Male genitalia: Median lobe (Fig. 13R, S) rather variable in shape, relatively slender, lanceolate, slightly narrowed before apex. Lateral lobes of tegmen of variable length, ~2–3 times shorter than length measured from tegmental ring to base of lateral lobes (Fig. 11U, V), slender, almost parallel sided; apex rounded, with long hairs concentrated on top and shorter ones on sides; margin of phallobase roof clearly concave at middle (Fig. 12U, V). The male habitus is shown in Fig. 15D 1–4.

Differential diagnosis: Ropalopus nataliyae differs from all other species in this group by its second antennal joint, which is clearly longer than wide. Antennae are distinctly more slender in comparison to R. ungaricus subspp. and R. hanae. Imagines are relatively small, with only slight metallic lustre of elytra.
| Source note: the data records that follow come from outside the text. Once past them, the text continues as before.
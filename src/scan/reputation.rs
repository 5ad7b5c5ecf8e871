// src/scan/reputation.rs
//! Offline URL reputation check against fixed blocklists.
use lazy_static::lazy_static;
use regex::Regex;
use serde::{Serialize, Deserialize};
use url::Url;
use utoipa::ToSchema;
use super::{Result, ScanError};

pub const DISCLAIMER: &str =
    "⚠️ Educational Simulation: Reputation is checked against a small built-in list, not a live feed.";

const MALICIOUS_DOMAINS: &[&str] = &[
    "malware-download.com",
    "phishing-site.net",
    "ransomware-hub.org",
    "trojan-distribution.io",
    "credential-stealer.cc",
    "botnet-command.xyz",
    "keylogger-deposit.tk",
    "fake-bank.site",
    "stolen-data-marketplace.dark",
    "exploit-kit-hosting.biz",
    "malicious-url.com",
    "virus-distribution.net",
    "spyware-central.org",
    "fraudulent-store.shop",
    "fake-crypto-exchange.pro",
    "illegal-marketplace.onion",
    "backdoor-access.io",
    "worm-spreading.net",
    "adware-installer.com",
    "rootkit-payload.site",
];

const SUSPICIOUS_DOMAINS: &[&str] = &[
    "wrerjkhjk.com",
    "xyzabc123.net",
    "random-chars-site.org",
    "shortened-url-redirect.info",
    "free-gift-cards.shop",
    "verify-account-now.site",
    "update-browser-plugin.xyz",
    "click-here-to-win.net",
    "limited-time-offer.biz",
    "confirm-identity-now.pro",
    "urgent-action-required.io",
    "suspicious-domain-123.tk",
    "file-sharing-malware.net",
    "gaming-server-proxy.org",
    "bit.ly",
    "tinyurl.com",
    "short.link",
    "url.co",
    "mysterious-redirect.site",
    "unknown-shortener.net",
    "premium-download-free.biz",
    "stream-movie-illegal.org",
    "free-software-cracked.com",
];

const WELL_KNOWN_DOMAINS: &[&str] = &[
    "google.com",
    "amazon.com",
    "microsoft.com",
    "apple.com",
    "facebook.com",
    "meta.com",
    "twitter.com",
    "linkedin.com",
    "github.com",
    "netflix.com",
    "wikipedia.org",
    "youtube.com",
    "instagram.com",
    "reddit.com",
    "stackoverflow.com",
    "medium.com",
    "wordpress.com",
    "shopify.com",
    "stripe.com",
    "paypal.com",
    "gmail.com",
    "outlook.com",
    "slack.com",
    "zoom.us",
    "discord.com",
    "telegram.org",
    "whatsapp.com",
    "pinterest.com",
    "tiktok.com",
    "quora.com",
];

lazy_static! {
    static ref SUSPICIOUS_INDICATORS: Vec<Regex> = [
        r"^xn--",                                      // IDN homograph
        r"[0-9]{1,3}\.[0-9]{1,3}\.[0-9]{1,3}\.[0-9]{1,3}", // raw IPv4
        r"[0-9]{10,}",                                 // long digit runs
        r"bit\.ly|tinyurl|short\.link|url\.co",        // shorteners
        r"tmp|test|demo|fake|scam|phish|fraud",        // bait keywords
    ]
    .iter()
    .map(|pattern| Regex::new(pattern).expect("built-in indicator pattern"))
    .collect();
}

#[derive(Debug, Clone, Copy, PartialEq, Eq, Serialize, Deserialize, ToSchema)]
pub enum UrlStatus {
    Clean,
    Warning,
    Malicious,
}

#[derive(Debug, Clone, PartialEq, Eq, Serialize, Deserialize, ToSchema)]
pub struct UrlCheckReport {
    pub url: String,
    /// Host the verdict was made on
    pub domain: String,
    pub status: UrlStatus,
    pub reason: String,
    pub disclaimer: String,
}

pub fn check_url(url: &str) -> Result<UrlCheckReport> {
    if url.trim().is_empty() {
        return Err(ScanError::EmptyUrl);
    }

    let domain = extract_domain(url);
    let (status, reason) = domain_reputation(&domain);

    Ok(UrlCheckReport {
        url: url.to_string(),
        domain,
        status,
        reason: reason.to_string(),
        disclaimer: DISCLAIMER.to_string(),
    })
}

/// Host of an absolute URL, or the part before the first `/` once any
/// http(s) scheme is stripped.
pub fn extract_domain(input: &str) -> String {
    match Url::parse(input) {
        Ok(parsed) => match parsed.host_str() {
            Some(host) if !host.is_empty() => host.to_string(),
            _ => input.to_string(),
        },
        Err(_) => {
            let rest = input
                .strip_prefix("https://")
                .or_else(|| input.strip_prefix("http://"))
                .unwrap_or(input);
            rest.split('/').next().unwrap_or(rest).to_string()
        }
    }
}

/// First matching rule wins: blocklist, allowlist, indicators, watchlist,
/// structure, then unknown.
pub fn domain_reputation(domain: &str) -> (UrlStatus, &'static str) {
    let domain = domain.to_lowercase();

    if MALICIOUS_DOMAINS.iter().any(|bad| domain.contains(bad)) {
        return (
            UrlStatus::Malicious,
            "This domain is known to host malware, phishing, or other malicious content. DO NOT VISIT.",
        );
    }

    if WELL_KNOWN_DOMAINS.iter().any(|good| domain.contains(good)) {
        return (UrlStatus::Clean, "This is a legitimate and well-known domain. Safe to visit.");
    }

    if SUSPICIOUS_INDICATORS.iter().any(|re| re.is_match(&domain)) {
        return (
            UrlStatus::Warning,
            "This URL has suspicious characteristics. The domain may not be legitimate or could be masking its true nature.",
        );
    }

    if SUSPICIOUS_DOMAINS.iter().any(|sus| domain.contains(sus)) {
        return (
            UrlStatus::Warning,
            "This domain exhibits suspicious patterns. Proceed with caution and verify the URL before interacting.",
        );
    }

    if domain.split('.').count() < 2 {
        return (UrlStatus::Warning, "URL structure appears invalid or suspicious. Verify the URL format.");
    }

    (
        UrlStatus::Warning,
        "This is an unknown domain. Always verify URLs before clicking, especially from untrusted sources.",
    )
}

#[cfg(test)]
mod tests {
    use super::*;

    #[test]
    fn extracts_host_from_absolute_urls() {
        assert_eq!(extract_domain("https://www.google.com/search?q=rust"), "www.google.com");
        assert_eq!(extract_domain("http://Phishing-Site.net:8080/login"), "phishing-site.net");
    }

    #[test]
    fn falls_back_for_bare_domains() {
        assert_eq!(extract_domain("example.org/path/to"), "example.org");
        assert_eq!(extract_domain("bit.ly"), "bit.ly");
    }

    #[test]
    fn known_bad_domain_is_malicious() {
        let report = check_url("https://malware-download.com/payload.exe").unwrap();
        assert_eq!(report.status, UrlStatus::Malicious);
        assert_eq!(report.domain, "malware-download.com");
    }

    #[test]
    fn well_known_domain_is_clean() {
        let report = check_url("https://github.com/rust-lang/rust").unwrap();
        assert_eq!(report.status, UrlStatus::Clean);
    }

    #[test]
    fn blocklist_wins_over_allowlist() {
        let (status, _) = domain_reputation("google.com.phishing-site.net");
        assert_eq!(status, UrlStatus::Malicious);
    }

    #[test]
    fn indicators_flag_raw_ips_and_punycode() {
        let (status, reason) = domain_reputation("192.168.0.10");
        assert_eq!(status, UrlStatus::Warning);
        assert!(reason.contains("suspicious characteristics"));

        let (status, reason) = domain_reputation("xn--pple-43d.com");
        assert_eq!(status, UrlStatus::Warning);
        assert!(reason.contains("suspicious characteristics"));

        let (_, reason) = domain_reputation("secure-login-demo.net");
        assert!(reason.contains("suspicious characteristics"));
    }

    #[test]
    fn watchlist_domain_is_a_warning() {
        let (status, reason) = domain_reputation("free-gift-cards.shop");
        assert_eq!(status, UrlStatus::Warning);
        assert!(reason.contains("suspicious patterns"));
    }

    #[test]
    fn single_label_is_invalid_structure() {
        let (status, reason) = domain_reputation("intranet");
        assert_eq!(status, UrlStatus::Warning);
        assert!(reason.contains("invalid"));
    }

    #[test]
    fn anything_else_is_unknown() {
        let (status, reason) = domain_reputation("my-bakery.co.uk");
        assert_eq!(status, UrlStatus::Warning);
        assert!(reason.contains("unknown domain"));
    }

    #[test]
    fn blank_url_is_rejected() {
        assert_eq!(check_url("   "), Err(ScanError::EmptyUrl));
    }
}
Remarks: The area of the type locality of R. nataliyae is situated at an elevation of ~ 2000 m a.s.l. Imagines were collected there along a canyon with scattered maples in the second half of May and at the beginning of June. There is no doubt that this species develops in the wood of maples, because numerous larval galleries and larvae themselves have been found on trunks and branches under the bark, and several imagines were later reared from this material. A few different Acer species are distributed in this region of Iran, and R. nataliyae is ecologically associated, at least, with Acer monspessulanum L.

PHYLOGENY

Morphological phylogenetic analysis: The genera of Callidiini exhibit a wide range of intraspecific morphological variation, thus it is difficult to distinguish good and constant characters for particular taxa. For the morphology-based phylogenetic analysis, we are able to score a total of 34 ordered or unordered characters (Table 2; Supporting Information, Table S1). The maximum parsimony analysis based on morphological characters results in five equally long most parsimonious trees of a length of 105 steps. The strict consensus tree (Fig. 21) reveals the monophyly of the Ropalopus ungaricus / insubricus group, with R. nataliyae, R. lederi and R. hanae in an earlybranching position. It also indicates R. clavipes in the position of a sister group to the clade of all remaining Ropalopus taxa considered. Strong monophyly of the clade comprising subspecies of R. ungaricus is underlined. In this group, the earlybranching position of R. u. siculus and R. u. ossae is emphasized. However, these clades, in addition to clades comprising R. u. boreki and R. u. insubricus, receive only weak support. Ropalopus u. insubricus is sister to R. u. ungaricus and R. u. gallicus. The resemblance of the two last-mentioned taxa is strongly supported morphologically, which might indicate close sister relationships between them.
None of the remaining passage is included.